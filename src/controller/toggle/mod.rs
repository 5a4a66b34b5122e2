//! # Toggle Controller
//!
//! Enable and disable workflows for optional components.
//!
//! ```text
//! enable:  Disabled -> Rendering -> Applying -> [WaitingForDependency] -> Available
//! disable: Available -> Rendering -> Deleting -> [ResourcesPresent] -> NotPresent
//! ```
//!
//! Each call runs the workflow as far as current cluster state allows and
//! reports the state it stopped in, along with whether another pass is needed.
//! Status is registered on the pass's [`StatusTracker`] so that the aggregate
//! report reflects what actually happened.

pub mod catalog;
pub mod console;
pub mod local_cluster;

use crate::client::{set_installer_labels, ClientError, ClusterClient, ObjectKey};
use crate::constants::RELEASE_VERSION_ANNOTATION;
use crate::controller::apply::{ApplyError, ApplyOutcome, Applier};
use crate::controller::status::{
    DeploymentStatus, DisabledStatus, OperatorResourceStatus, PresentStatus, StaticStatus,
    StatusReporter, StatusTracker,
};
use crate::crd::{ComponentCondition, ConditionStatus, PlatformEngine};
use crate::images::ImageMap;
use crate::render::{RenderError, Renderer};
use catalog::{Activation, Component};
use kube::api::DynamicObject;
use kube::ResourceExt;
use std::fmt;
use thiserror::Error;
use tracing::{debug, info, warn};

#[derive(Debug, Clone, Copy, PartialEq, Eq)]
pub enum ToggleState {
    Disabled,
    Rendering,
    Applying,
    WaitingForDependency,
    Available,
    Deleting,
    /// Deleted, but some members still exist
    ResourcesPresent,
    NotPresent,
}

impl fmt::Display for ToggleState {
    fn fmt(&self, f: &mut fmt::Formatter<'_>) -> fmt::Result {
        let s = match self {
            ToggleState::Disabled => "Disabled",
            ToggleState::Rendering => "Rendering",
            ToggleState::Applying => "Applying",
            ToggleState::WaitingForDependency => "WaitingForDependency",
            ToggleState::Available => "Available",
            ToggleState::Deleting => "Deleting",
            ToggleState::ResourcesPresent => "ResourcesPresent",
            ToggleState::NotPresent => "NotPresent",
        };
        f.write_str(s)
    }
}

/// Where a toggle stopped and whether it wants another pass
#[derive(Debug, Clone, Copy, PartialEq, Eq)]
pub struct ToggleOutcome {
    pub state: ToggleState,
    pub requeue: bool,
}

impl ToggleOutcome {
    fn settled(state: ToggleState) -> Self {
        Self {
            state,
            requeue: false,
        }
    }

    fn retry(state: ToggleState) -> Self {
        Self {
            state,
            requeue: true,
        }
    }
}

#[derive(Debug, Error)]
pub enum ToggleError {
    #[error(transparent)]
    Apply(#[from] ApplyError),

    #[error("failed to delete {key}: {source}")]
    Delete {
        key: String,
        #[source]
        source: ClientError,
    },

    #[error("failed to create {key}: {source}")]
    Create {
        key: String,
        #[source]
        source: ClientError,
    },

    #[error("failed to check {key}: {source}")]
    Probe {
        key: String,
        #[source]
        source: ClientError,
    },

    #[error("failed to update console plugins: {0}")]
    Console(#[source] ClientError),

    #[error("waiting for {namespace} namespace to be terminated")]
    WaitingForTermination { namespace: String },
}

impl ToggleError {
    pub fn is_conflict(&self) -> bool {
        match self {
            ToggleError::Apply(e) => e.is_conflict(),
            ToggleError::Console(e) => e.is_conflict(),
            _ => false,
        }
    }
}

/// Everything a toggle needs for one pass
pub struct ToggleContext<'a> {
    pub client: &'a dyn ClusterClient,
    pub renderer: &'a dyn Renderer,
    pub applier: &'a Applier,
    pub engine: &'a PlatformEngine,
    pub images: &'a ImageMap,
    pub target_namespace: &'a str,
    /// Stamped on every applied resource
    pub version: &'a str,
    pub console_plugin: &'a str,
}

impl ToggleContext<'_> {
    fn log_render_errors(&self, component: &Component, errors: &[RenderError]) {
        for e in errors {
            warn!(component = component.name, error = %e, "Render error");
        }
    }

    /// Stamp ownership labels and the release annotation
    fn stamp(&self, obj: &mut DynamicObject) {
        set_installer_labels(
            obj,
            &self.engine.name_any(),
            &self.engine.namespace().unwrap_or_default(),
        );
        obj.annotations_mut().insert(
            RELEASE_VERSION_ANNOTATION.to_string(),
            self.version.to_string(),
        );
    }

    /// Apply every object, registering a waiting reporter per unregistered kind
    async fn apply_all(
        &self,
        component: &Component,
        objects: Vec<DynamicObject>,
        tracker: &mut StatusTracker,
    ) -> Result<bool, ToggleError> {
        let mut blocked = false;
        for mut obj in objects {
            self.stamp(&mut obj);
            if self.applier.apply(self.client, &obj).await? == ApplyOutcome::SchemaUnavailable {
                let kind = obj.types.as_ref().map(|t| t.kind.as_str()).unwrap_or("resource");
                tracker.add_component(StaticStatus::waiting_for(
                    &format!("{}-{}", component.name, kind.to_lowercase()),
                    self.target_namespace,
                    "CustomResourceDefinition",
                    &format!("Waiting for {kind} CRD to be available"),
                ));
                blocked = true;
            }
        }
        Ok(blocked)
    }

    fn register_enabled(&self, component: &Component, tracker: &mut StatusTracker) {
        tracker.remove_key(component.name, self.target_namespace);
        if let Some(deployment) = component.deployment {
            tracker.add_component(DeploymentStatus::new(deployment, self.target_namespace));
        }
        if let Some(addon) = component.addon_key() {
            tracker.add_component(PresentStatus::single(addon));
        }
        if let Some(operator) = component.operator {
            tracker.add_component(OperatorResourceStatus::new(operator.key(), operator.success_type));
        }
    }

    fn unregister_enabled(&self, component: &Component, tracker: &mut StatusTracker) {
        if let Some(deployment) = component.deployment {
            tracker.remove_key(deployment, self.target_namespace);
        }
        if let Some(addon) = component.addon_key() {
            tracker.remove_key(&addon.name, "");
        }
        if let Some(operator) = component.operator {
            tracker.remove_key(operator.name, "");
        }
    }
}

/// Drive `component` toward installed
pub async fn enable(
    ctx: &ToggleContext<'_>,
    component: &Component,
    tracker: &mut StatusTracker,
) -> Result<ToggleOutcome, ToggleError> {
    let ns = ctx.target_namespace;

    if component.local_cluster {
        return local_cluster::enable(ctx, component.name, tracker).await;
    }

    if component.requires_console {
        let present = console::console_present(ctx.client)
            .await
            .map_err(ToggleError::Console)?;
        if !present {
            info!(component = component.name, "Console operator not installed, skipping component");
            tracker.remove_key(component.name, ns);
            tracker.add_component(console_unavailable(component.name, ns));
            return Ok(ToggleOutcome::settled(ToggleState::Disabled));
        }
    }

    ctx.register_enabled(component, tracker);

    if let Some(dependency) = component.dependency {
        let key = dependency.key();
        match ctx.client.get(&key).await {
            Ok(_) => {}
            Err(e) if e.is_absent() => {
                info!(component = component.name, dependency = %key, "Waiting for dependency");
                tracker.add_component(StaticStatus::waiting_for(
                    component.name,
                    ns,
                    dependency.kind,
                    &format!("Waiting for {key} to exist"),
                ));
                return Ok(ToggleOutcome::retry(ToggleState::WaitingForDependency));
            }
            Err(source) => {
                return Err(ToggleError::Probe {
                    key: key.to_string(),
                    source,
                })
            }
        }
    }

    debug!(component = component.name, state = %ToggleState::Rendering, "Rendering component");
    let (crds, mut errors) = match component.crds {
        Some(path) => ctx.renderer.render_crds(path),
        None => (Vec::new(), Vec::new()),
    };
    let (objects, chart_errors) = ctx
        .renderer
        .render_chart(component.chart, ctx.engine, ctx.images);
    errors.extend(chart_errors);
    if !errors.is_empty() {
        ctx.log_render_errors(component, &errors);
        return Ok(ToggleOutcome::retry(ToggleState::Rendering));
    }

    debug!(
        component = component.name,
        state = %ToggleState::Applying,
        count = crds.len() + objects.len(),
        "Applying component resources"
    );
    let mut blocked = ctx.apply_all(component, crds, tracker).await?;
    blocked |= ctx.apply_all(component, objects, tracker).await?;
    if blocked {
        return Ok(ToggleOutcome::retry(ToggleState::Applying));
    }

    if component.activation == Some(Activation::ConsolePlugin) {
        let Some(deployment) = component.deployment else {
            return Ok(ToggleOutcome::settled(ToggleState::Available));
        };
        let primary = DeploymentStatus::new(deployment, ns);
        let available = primary
            .natively_available(ctx.client)
            .await
            .map_err(|source| ToggleError::Probe {
                key: primary.key().to_string(),
                source,
            })?;
        if !available {
            debug!(component = component.name, "Deferring plugin registration until deployment is available");
            return Ok(ToggleOutcome::retry(ToggleState::Applying));
        }
        console::add_plugin(ctx.client, ctx.console_plugin)
            .await
            .map_err(ToggleError::Console)?;
    }

    Ok(ToggleOutcome::settled(ToggleState::Available))
}

/// Drive `component` toward fully removed
pub async fn disable(
    ctx: &ToggleContext<'_>,
    component: &Component,
    tracker: &mut StatusTracker,
) -> Result<ToggleOutcome, ToggleError> {
    let ns = ctx.target_namespace;

    if component.local_cluster {
        return local_cluster::disable(ctx, component.name, tracker).await;
    }

    debug!(component = component.name, state = %ToggleState::Rendering, "Rendering component for removal");
    let (objects, errors) = ctx
        .renderer
        .render_chart(component.chart, ctx.engine, ctx.images);
    if !errors.is_empty() {
        ctx.log_render_errors(component, &errors);
        return Ok(ToggleOutcome::retry(ToggleState::Rendering));
    }

    let mut keys = Vec::with_capacity(objects.len());
    for obj in &objects {
        keys.push(ObjectKey::of(obj).map_err(|e| ToggleError::Apply(ApplyError::Invalid(e)))?);
    }

    ctx.unregister_enabled(component, tracker);
    let reporter = DisabledStatus::toggled_off(component.name, ns, keys);

    if component.activation == Some(Activation::ConsolePlugin) {
        console::remove_plugin(ctx.client, ctx.console_plugin)
            .await
            .map_err(ToggleError::Console)?;
    }

    if let Some(operator) = component.operator {
        let key = operator.key();
        delete_tolerant(ctx.client, &key).await?;
        if let Some(namespace) = operator.managed_namespace {
            let ns_key = ObjectKey::cluster_scoped("v1", "Namespace", namespace);
            match ctx.client.get(&ns_key).await {
                Ok(_) => {
                    tracker.add_component(reporter);
                    return Err(ToggleError::WaitingForTermination {
                        namespace: namespace.to_string(),
                    });
                }
                Err(e) if e.is_absent() => {}
                Err(source) => {
                    return Err(ToggleError::Probe {
                        key: ns_key.to_string(),
                        source,
                    })
                }
            }
        }
    }

    debug!(component = component.name, state = %ToggleState::Deleting, "Deleting component resources");
    for key in reporter.resources() {
        delete_tolerant(ctx.client, key).await?;
    }

    let condition = reporter.status(ctx.client).await;
    tracker.add_component(reporter);
    if condition.available {
        Ok(ToggleOutcome::settled(ToggleState::NotPresent))
    } else {
        info!(component = component.name, "Component resources still present");
        Ok(ToggleOutcome::retry(ToggleState::ResourcesPresent))
    }
}

/// Delete, treating an already absent object as done
pub(crate) async fn delete_tolerant(
    client: &dyn ClusterClient,
    key: &ObjectKey,
) -> Result<(), ToggleError> {
    match client.delete(key).await {
        Ok(()) => {
            debug!(resource = %key, "Deleted resource");
            Ok(())
        }
        Err(e) if e.is_absent() => Ok(()),
        Err(source) => Err(ToggleError::Delete {
            key: key.to_string(),
            source,
        }),
    }
}

fn console_unavailable(name: &str, namespace: &str) -> StaticStatus {
    StaticStatus::new(
        name,
        namespace,
        "",
        ComponentCondition {
            r#type: "Available".to_string(),
            status: ConditionStatus::False,
            reason: Some("ConsoleUnavailable".to_string()),
            message: Some("requires an external console operator to exist first".to_string()),
            available: true,
            ..Default::default()
        },
    )
}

PROBLEM STATEMENT
Take the entries above and return only the lines from the one with "namespace to be" to the one with "let mut blocked = false;", both included, unchanged.

FINISHED EXERCISE
    #[error("waiting for {namespace} namespace to be terminated")]
    WaitingForTermination { namespace: String },
}

impl ToggleError {
    pub fn is_conflict(&self) -> bool {
        match self {
            ToggleError::Apply(e) => e.is_conflict(),
            ToggleError::Console(e) => e.is_conflict(),
            _ => false,
        }
    }
}

/// Everything a toggle needs for one pass
pub struct ToggleContext<'a> {
    pub client: &'a dyn ClusterClient,
    pub renderer: &'a dyn Renderer,
    pub applier: &'a Applier,
    pub engine: &'a PlatformEngine,
    pub images: &'a ImageMap,
    pub target_namespace: &'a str,
    /// Stamped on every applied resource
    pub version: &'a str,
    pub console_plugin: &'a str,
}

impl ToggleContext<'_> {
    fn log_render_errors(&self, component: &Component, errors: &[RenderError]) {
        for e in errors {
            warn!(component = component.name, error = %e, "Render error");
        }
    }

    /// Stamp ownership labels and the release annotation
    fn stamp(&self, obj: &mut DynamicObject) {
        set_installer_labels(
            obj,
            &self.engine.name_any(),
            &self.engine.namespace().unwrap_or_default(),
        );
        obj.annotations_mut().insert(
            RELEASE_VERSION_ANNOTATION.to_string(),
            self.version.to_string(),
        );
    }

    /// Apply every object, registering a waiting reporter per unregistered kind
    async fn apply_all(
        &self,
        component: &Component,
        objects: Vec<DynamicObject>,
        tracker: &mut StatusTracker,
    ) -> Result<bool, ToggleError> {
        let mut blocked = false;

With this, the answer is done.